#### [Your task]
Search the records below for the word "sqrt". Copy each line where it occurs.
::: Task data
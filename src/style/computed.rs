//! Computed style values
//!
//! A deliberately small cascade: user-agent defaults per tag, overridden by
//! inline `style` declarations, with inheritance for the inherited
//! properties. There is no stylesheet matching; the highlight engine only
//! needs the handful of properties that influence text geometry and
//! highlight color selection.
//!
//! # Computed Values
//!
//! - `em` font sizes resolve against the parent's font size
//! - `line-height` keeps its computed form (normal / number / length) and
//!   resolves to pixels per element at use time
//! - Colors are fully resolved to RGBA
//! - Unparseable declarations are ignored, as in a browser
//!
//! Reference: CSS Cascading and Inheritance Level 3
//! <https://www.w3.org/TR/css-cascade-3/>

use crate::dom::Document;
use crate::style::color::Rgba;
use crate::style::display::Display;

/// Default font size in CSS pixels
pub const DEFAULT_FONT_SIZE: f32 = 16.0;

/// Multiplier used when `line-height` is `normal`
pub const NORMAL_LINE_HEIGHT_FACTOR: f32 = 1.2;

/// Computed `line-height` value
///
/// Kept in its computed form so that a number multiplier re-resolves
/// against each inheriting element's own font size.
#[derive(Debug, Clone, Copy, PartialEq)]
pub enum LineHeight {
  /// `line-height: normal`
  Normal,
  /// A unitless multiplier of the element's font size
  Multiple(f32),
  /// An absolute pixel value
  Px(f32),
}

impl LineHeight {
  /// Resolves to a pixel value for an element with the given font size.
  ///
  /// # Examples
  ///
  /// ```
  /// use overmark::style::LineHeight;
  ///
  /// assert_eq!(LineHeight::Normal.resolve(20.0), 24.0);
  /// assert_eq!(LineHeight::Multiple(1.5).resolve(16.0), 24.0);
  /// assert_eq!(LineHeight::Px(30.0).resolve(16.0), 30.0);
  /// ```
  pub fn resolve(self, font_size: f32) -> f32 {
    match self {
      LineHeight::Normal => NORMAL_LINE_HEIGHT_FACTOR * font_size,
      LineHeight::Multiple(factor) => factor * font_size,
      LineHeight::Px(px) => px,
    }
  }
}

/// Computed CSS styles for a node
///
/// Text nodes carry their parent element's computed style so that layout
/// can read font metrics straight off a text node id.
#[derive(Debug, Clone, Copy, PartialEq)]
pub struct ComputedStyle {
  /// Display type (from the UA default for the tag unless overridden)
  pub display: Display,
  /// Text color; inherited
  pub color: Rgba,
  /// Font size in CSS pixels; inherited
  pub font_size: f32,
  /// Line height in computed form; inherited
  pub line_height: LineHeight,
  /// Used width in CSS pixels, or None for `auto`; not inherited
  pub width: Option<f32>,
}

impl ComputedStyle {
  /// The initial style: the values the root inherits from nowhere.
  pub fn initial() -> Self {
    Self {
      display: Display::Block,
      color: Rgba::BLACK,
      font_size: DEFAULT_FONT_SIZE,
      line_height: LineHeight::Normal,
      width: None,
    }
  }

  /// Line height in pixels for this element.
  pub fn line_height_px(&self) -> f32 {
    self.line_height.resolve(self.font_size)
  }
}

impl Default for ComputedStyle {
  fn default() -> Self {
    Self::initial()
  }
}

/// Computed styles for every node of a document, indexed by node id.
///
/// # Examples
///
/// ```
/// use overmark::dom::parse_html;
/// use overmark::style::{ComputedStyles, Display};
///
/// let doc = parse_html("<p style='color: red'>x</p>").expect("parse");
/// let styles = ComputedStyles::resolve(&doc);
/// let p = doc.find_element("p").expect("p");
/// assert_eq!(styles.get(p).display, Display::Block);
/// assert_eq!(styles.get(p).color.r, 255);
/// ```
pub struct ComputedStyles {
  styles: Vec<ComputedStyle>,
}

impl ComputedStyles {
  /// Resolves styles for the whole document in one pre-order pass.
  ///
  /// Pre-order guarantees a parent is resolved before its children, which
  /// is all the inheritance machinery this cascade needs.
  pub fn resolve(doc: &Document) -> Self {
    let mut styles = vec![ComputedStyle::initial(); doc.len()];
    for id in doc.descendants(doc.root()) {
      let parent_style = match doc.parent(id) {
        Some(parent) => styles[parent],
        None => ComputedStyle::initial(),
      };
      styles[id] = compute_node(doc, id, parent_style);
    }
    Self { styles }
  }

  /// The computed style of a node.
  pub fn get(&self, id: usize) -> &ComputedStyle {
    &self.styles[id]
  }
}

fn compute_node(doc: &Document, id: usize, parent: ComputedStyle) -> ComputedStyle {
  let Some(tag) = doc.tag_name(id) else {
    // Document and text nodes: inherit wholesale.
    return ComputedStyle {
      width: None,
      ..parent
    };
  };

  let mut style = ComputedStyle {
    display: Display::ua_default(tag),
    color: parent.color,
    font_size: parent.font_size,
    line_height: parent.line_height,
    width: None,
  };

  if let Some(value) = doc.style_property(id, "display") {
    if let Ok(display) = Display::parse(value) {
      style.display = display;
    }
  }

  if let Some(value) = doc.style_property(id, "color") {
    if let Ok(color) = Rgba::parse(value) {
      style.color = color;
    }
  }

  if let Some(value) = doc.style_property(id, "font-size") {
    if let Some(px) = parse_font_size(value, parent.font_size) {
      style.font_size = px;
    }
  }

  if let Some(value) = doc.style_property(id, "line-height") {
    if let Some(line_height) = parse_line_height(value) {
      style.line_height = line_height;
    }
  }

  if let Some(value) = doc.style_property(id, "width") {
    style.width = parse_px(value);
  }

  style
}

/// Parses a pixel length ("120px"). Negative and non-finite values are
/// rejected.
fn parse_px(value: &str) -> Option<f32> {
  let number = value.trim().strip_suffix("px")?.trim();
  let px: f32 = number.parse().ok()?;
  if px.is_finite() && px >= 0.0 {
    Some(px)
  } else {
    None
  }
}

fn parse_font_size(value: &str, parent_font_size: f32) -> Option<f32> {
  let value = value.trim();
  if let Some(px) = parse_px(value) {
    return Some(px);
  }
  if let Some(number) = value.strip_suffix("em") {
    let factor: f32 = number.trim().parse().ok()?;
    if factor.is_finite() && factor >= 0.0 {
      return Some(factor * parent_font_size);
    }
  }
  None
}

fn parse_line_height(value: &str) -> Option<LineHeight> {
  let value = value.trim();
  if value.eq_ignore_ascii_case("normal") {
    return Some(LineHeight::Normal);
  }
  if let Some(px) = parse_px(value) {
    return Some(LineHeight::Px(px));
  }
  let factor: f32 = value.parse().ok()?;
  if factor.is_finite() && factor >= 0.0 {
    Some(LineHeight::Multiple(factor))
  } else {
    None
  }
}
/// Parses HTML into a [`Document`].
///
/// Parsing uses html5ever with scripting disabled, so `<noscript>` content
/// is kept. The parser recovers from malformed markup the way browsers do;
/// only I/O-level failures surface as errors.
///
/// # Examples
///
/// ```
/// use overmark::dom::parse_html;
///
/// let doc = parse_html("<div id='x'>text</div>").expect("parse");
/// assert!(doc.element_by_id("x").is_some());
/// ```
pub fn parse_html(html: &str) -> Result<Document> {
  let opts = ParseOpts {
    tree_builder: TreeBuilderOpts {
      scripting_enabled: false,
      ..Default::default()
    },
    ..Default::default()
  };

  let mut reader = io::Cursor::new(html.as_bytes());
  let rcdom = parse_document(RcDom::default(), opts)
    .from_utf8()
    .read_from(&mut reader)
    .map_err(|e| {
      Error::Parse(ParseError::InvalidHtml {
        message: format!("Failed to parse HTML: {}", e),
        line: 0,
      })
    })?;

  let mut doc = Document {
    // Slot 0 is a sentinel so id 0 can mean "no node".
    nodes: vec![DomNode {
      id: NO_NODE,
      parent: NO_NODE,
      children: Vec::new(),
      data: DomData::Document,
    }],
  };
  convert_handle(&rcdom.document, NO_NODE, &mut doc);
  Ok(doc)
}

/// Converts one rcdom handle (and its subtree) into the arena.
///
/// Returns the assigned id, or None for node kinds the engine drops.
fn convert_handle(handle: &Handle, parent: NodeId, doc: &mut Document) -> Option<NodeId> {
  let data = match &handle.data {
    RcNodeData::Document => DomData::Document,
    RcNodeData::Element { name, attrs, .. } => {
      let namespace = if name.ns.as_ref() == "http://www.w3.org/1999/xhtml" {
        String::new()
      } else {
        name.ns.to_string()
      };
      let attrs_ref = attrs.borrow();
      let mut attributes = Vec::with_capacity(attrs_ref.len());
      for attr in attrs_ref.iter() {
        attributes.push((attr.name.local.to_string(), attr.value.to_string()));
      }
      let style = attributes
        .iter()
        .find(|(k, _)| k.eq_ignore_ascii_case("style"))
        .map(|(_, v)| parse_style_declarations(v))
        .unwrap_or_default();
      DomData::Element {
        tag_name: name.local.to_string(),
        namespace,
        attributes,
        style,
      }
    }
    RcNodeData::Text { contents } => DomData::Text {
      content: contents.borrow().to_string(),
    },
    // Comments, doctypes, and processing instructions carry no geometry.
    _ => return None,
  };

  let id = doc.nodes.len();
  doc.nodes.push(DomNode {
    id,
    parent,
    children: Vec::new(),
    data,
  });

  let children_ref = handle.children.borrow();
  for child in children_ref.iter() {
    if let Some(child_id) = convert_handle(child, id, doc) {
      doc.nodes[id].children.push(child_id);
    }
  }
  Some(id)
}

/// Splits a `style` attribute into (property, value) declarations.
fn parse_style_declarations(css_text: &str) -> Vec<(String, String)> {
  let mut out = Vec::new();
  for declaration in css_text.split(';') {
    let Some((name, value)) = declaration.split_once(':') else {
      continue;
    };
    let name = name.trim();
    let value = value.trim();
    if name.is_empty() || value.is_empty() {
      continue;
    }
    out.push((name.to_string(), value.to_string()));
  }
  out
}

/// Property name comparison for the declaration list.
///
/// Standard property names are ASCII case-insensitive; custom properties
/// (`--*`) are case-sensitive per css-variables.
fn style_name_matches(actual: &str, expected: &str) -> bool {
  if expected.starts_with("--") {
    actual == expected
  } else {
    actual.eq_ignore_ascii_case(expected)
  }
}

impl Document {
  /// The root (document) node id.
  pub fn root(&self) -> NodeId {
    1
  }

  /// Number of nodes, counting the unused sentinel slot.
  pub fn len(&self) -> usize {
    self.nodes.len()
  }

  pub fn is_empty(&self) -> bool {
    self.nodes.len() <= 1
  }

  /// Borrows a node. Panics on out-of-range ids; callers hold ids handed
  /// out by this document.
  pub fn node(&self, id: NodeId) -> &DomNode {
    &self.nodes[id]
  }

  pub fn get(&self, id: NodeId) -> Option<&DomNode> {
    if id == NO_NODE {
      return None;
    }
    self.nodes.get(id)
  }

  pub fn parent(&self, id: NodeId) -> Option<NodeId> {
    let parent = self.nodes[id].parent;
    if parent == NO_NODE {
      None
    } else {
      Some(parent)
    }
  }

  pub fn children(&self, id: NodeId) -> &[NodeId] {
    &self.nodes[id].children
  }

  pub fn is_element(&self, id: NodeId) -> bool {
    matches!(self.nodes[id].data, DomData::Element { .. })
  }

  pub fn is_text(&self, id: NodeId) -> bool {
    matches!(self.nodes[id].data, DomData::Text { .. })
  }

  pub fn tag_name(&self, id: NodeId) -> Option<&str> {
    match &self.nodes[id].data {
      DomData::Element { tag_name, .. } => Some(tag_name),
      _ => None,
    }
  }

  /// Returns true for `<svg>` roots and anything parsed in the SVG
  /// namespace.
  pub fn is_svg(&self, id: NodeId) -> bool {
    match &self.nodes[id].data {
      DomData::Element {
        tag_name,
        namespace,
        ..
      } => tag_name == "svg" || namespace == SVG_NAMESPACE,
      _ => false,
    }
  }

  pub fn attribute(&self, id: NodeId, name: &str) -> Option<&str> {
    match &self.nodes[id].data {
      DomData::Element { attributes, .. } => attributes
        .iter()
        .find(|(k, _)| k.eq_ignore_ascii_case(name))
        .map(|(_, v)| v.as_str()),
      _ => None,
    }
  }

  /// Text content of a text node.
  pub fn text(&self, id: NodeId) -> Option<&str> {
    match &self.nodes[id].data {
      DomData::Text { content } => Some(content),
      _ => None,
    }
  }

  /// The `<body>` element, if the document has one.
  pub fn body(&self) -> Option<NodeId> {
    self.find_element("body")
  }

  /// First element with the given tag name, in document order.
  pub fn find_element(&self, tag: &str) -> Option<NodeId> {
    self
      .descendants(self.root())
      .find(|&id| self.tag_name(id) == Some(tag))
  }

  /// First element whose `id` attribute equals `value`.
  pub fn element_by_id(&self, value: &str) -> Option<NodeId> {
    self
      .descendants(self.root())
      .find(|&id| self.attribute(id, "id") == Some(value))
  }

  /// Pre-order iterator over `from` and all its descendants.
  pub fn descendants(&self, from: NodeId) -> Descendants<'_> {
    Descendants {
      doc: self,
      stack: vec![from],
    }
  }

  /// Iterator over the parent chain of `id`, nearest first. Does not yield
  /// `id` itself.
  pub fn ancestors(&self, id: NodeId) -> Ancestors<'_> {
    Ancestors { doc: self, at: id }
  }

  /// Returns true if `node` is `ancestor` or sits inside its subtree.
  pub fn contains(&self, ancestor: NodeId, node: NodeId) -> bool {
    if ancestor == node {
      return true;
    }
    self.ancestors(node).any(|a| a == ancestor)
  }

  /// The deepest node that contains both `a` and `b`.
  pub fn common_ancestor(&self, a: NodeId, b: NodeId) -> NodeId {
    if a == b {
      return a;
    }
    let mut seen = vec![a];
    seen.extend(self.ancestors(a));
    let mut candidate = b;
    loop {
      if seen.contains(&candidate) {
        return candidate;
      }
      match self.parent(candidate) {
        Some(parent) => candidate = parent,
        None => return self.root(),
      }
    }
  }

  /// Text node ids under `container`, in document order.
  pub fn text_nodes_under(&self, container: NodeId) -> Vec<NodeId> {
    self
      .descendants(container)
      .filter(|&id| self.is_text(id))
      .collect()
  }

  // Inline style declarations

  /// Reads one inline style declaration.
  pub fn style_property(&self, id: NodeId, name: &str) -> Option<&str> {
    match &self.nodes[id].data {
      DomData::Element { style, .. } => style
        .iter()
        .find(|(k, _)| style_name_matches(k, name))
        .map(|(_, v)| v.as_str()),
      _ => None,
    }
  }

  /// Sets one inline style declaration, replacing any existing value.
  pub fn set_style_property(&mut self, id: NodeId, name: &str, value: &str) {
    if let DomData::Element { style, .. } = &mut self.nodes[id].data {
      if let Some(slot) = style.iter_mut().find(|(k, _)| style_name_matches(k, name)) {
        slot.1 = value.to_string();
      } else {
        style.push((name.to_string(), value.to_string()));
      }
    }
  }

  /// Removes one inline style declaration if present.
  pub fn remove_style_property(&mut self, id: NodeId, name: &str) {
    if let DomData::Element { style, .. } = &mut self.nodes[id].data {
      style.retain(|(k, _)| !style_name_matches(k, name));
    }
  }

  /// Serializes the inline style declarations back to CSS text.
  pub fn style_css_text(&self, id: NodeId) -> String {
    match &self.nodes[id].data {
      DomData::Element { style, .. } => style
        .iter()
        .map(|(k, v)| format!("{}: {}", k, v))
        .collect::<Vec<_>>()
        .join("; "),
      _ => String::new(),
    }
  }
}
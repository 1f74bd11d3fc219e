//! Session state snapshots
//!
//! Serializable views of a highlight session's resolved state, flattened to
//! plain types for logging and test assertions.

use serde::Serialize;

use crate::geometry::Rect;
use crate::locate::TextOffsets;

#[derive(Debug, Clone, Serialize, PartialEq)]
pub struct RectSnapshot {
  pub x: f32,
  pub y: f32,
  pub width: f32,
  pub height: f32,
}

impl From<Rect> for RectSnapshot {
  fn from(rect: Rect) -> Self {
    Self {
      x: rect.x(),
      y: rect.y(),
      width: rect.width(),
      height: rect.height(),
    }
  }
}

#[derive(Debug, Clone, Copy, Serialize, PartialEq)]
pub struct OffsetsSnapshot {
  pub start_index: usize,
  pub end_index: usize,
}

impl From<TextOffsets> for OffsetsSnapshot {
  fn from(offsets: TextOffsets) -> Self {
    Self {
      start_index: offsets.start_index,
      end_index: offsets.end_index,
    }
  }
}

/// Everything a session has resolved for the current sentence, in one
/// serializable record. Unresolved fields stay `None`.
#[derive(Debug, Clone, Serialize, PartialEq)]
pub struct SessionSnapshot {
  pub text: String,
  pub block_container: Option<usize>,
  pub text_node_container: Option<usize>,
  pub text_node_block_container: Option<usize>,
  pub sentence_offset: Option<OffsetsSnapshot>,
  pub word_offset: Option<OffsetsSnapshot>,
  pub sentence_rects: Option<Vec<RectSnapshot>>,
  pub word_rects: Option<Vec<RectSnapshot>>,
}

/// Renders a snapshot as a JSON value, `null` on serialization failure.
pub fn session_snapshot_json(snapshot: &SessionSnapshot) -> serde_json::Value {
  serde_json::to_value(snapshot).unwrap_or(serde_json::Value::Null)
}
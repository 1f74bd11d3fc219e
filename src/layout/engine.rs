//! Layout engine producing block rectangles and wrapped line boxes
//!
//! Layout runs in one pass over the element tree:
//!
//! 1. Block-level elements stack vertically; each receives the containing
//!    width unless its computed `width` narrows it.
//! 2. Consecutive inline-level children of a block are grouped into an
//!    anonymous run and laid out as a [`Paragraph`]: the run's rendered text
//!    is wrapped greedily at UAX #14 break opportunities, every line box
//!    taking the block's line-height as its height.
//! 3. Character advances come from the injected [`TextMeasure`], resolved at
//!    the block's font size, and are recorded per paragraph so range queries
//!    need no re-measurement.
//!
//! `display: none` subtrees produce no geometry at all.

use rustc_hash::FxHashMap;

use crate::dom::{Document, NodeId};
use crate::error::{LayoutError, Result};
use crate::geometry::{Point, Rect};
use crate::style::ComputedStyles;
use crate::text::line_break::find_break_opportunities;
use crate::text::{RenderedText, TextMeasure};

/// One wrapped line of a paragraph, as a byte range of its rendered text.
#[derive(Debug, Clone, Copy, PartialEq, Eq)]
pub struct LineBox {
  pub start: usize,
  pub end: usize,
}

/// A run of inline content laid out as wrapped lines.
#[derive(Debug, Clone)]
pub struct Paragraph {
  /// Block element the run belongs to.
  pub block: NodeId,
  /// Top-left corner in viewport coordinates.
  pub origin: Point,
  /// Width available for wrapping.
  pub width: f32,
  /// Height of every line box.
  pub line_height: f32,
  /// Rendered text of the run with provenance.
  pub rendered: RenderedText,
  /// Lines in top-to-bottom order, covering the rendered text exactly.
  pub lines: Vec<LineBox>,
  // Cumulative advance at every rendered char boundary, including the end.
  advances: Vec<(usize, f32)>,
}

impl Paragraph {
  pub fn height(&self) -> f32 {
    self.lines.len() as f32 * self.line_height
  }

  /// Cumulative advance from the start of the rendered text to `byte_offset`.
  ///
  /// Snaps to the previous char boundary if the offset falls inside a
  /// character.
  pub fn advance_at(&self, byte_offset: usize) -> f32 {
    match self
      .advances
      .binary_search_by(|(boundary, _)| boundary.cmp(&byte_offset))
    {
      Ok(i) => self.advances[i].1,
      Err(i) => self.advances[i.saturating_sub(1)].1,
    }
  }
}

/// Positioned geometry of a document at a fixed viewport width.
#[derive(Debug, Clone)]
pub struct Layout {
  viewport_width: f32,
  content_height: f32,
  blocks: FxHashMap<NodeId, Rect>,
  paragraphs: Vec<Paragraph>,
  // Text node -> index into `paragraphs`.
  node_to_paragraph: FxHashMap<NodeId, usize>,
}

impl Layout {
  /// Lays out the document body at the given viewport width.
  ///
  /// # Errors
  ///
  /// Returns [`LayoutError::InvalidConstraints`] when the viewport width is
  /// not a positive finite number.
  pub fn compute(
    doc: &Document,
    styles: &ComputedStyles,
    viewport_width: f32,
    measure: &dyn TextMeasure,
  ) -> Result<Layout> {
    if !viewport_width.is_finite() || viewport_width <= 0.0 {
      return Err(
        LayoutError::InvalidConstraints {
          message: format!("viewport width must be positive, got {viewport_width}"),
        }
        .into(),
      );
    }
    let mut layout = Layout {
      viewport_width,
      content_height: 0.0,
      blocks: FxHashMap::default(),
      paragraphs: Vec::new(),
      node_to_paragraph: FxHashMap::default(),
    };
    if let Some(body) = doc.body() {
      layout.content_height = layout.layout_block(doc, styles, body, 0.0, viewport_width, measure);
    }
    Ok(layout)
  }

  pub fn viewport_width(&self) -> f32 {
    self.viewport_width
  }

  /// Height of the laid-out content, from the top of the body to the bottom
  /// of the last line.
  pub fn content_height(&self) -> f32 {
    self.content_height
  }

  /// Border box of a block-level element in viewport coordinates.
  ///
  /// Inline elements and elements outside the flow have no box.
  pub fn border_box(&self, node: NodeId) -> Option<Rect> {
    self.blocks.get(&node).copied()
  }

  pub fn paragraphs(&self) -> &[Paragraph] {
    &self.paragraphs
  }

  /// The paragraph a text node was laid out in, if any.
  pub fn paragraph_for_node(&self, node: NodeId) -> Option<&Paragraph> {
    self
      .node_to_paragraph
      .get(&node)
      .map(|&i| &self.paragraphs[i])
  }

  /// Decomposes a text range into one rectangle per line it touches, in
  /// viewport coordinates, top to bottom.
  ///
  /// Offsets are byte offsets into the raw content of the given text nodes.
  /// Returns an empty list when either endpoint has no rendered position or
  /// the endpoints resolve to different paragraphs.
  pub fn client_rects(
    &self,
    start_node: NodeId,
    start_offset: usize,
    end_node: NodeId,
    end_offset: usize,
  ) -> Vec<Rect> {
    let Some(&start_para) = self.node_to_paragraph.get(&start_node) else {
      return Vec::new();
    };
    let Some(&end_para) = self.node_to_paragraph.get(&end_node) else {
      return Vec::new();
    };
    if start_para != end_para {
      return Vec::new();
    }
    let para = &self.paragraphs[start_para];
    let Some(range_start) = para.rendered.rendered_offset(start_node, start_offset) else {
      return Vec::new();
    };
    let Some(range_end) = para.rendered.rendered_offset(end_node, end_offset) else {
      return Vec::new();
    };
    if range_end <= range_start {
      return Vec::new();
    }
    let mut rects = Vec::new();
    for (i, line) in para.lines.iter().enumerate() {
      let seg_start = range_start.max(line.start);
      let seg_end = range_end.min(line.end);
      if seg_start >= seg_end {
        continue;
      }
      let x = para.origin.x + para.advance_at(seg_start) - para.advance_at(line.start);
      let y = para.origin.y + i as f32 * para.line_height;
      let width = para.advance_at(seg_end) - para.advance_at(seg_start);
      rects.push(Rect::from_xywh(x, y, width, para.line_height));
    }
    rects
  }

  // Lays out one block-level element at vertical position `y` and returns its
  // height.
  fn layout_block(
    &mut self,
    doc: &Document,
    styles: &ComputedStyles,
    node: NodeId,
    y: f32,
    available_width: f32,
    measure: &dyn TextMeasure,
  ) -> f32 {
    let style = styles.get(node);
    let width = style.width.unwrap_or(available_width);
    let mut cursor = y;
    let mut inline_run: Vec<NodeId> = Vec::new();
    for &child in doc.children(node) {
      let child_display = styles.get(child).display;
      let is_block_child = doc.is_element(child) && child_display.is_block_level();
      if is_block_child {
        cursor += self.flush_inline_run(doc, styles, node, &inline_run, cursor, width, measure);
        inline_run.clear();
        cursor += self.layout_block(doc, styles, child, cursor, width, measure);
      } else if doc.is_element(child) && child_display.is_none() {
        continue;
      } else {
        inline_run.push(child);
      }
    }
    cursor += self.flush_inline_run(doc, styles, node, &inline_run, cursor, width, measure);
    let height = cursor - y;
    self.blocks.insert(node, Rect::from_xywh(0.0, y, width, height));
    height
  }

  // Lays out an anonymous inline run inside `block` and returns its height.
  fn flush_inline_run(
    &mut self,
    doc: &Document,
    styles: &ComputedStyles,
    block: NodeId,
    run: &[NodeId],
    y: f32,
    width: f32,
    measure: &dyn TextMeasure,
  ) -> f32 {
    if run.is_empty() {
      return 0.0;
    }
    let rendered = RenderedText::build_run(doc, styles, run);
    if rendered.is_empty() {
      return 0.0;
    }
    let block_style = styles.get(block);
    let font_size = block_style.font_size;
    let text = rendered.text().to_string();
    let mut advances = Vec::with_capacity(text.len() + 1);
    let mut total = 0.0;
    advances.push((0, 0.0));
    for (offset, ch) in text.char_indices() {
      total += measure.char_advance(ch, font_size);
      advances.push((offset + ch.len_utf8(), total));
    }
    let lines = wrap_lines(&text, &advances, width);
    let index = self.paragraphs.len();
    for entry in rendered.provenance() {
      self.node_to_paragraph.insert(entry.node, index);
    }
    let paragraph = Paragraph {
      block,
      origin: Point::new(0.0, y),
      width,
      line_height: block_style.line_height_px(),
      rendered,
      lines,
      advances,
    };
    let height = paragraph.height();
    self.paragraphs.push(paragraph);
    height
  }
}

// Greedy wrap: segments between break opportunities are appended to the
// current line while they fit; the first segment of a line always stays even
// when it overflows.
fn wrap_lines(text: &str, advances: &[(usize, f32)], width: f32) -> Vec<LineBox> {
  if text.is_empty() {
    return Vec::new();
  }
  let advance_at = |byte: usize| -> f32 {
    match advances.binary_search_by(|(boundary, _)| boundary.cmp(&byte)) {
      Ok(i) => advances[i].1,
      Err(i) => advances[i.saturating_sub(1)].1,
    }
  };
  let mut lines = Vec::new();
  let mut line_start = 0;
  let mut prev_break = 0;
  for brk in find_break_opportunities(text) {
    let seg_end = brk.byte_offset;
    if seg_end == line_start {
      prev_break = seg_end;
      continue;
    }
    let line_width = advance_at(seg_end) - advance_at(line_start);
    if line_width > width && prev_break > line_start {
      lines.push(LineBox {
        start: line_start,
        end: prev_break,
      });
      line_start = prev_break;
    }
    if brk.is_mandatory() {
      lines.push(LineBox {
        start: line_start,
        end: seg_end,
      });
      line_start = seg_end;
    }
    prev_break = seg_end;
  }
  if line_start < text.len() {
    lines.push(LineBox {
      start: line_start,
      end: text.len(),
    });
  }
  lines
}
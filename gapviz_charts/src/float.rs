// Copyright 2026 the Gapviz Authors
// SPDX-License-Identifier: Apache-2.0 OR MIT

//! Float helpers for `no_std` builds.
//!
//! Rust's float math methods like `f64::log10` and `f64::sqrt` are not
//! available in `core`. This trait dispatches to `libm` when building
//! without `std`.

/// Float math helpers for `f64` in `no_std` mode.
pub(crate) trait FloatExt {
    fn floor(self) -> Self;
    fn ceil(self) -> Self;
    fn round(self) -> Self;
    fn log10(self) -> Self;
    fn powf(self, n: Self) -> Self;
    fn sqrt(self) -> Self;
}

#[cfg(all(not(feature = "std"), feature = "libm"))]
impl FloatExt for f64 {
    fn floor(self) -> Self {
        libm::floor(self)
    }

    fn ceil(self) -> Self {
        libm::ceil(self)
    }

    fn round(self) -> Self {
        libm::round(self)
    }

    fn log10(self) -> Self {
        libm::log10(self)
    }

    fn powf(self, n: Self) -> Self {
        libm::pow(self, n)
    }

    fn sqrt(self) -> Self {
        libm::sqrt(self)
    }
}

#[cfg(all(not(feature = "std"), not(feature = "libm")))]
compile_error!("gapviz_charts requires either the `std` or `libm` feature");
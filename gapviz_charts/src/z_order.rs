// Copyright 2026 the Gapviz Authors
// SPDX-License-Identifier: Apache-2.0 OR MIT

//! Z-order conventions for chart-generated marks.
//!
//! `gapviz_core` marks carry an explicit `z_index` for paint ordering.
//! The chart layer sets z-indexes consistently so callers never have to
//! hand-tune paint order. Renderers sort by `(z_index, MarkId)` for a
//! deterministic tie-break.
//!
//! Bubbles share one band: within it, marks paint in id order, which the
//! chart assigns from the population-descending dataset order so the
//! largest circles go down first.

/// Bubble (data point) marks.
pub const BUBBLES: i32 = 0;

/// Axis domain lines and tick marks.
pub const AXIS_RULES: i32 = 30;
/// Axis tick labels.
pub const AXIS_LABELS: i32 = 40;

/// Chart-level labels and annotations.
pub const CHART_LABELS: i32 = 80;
::::::
#### [Task output]
//! Rust's float math methods like `f64::log10` and `f64::sqrt` are not
    fn sqrt(self) -> Self;
    fn sqrt(self) -> Self {
        libm::sqrt(self)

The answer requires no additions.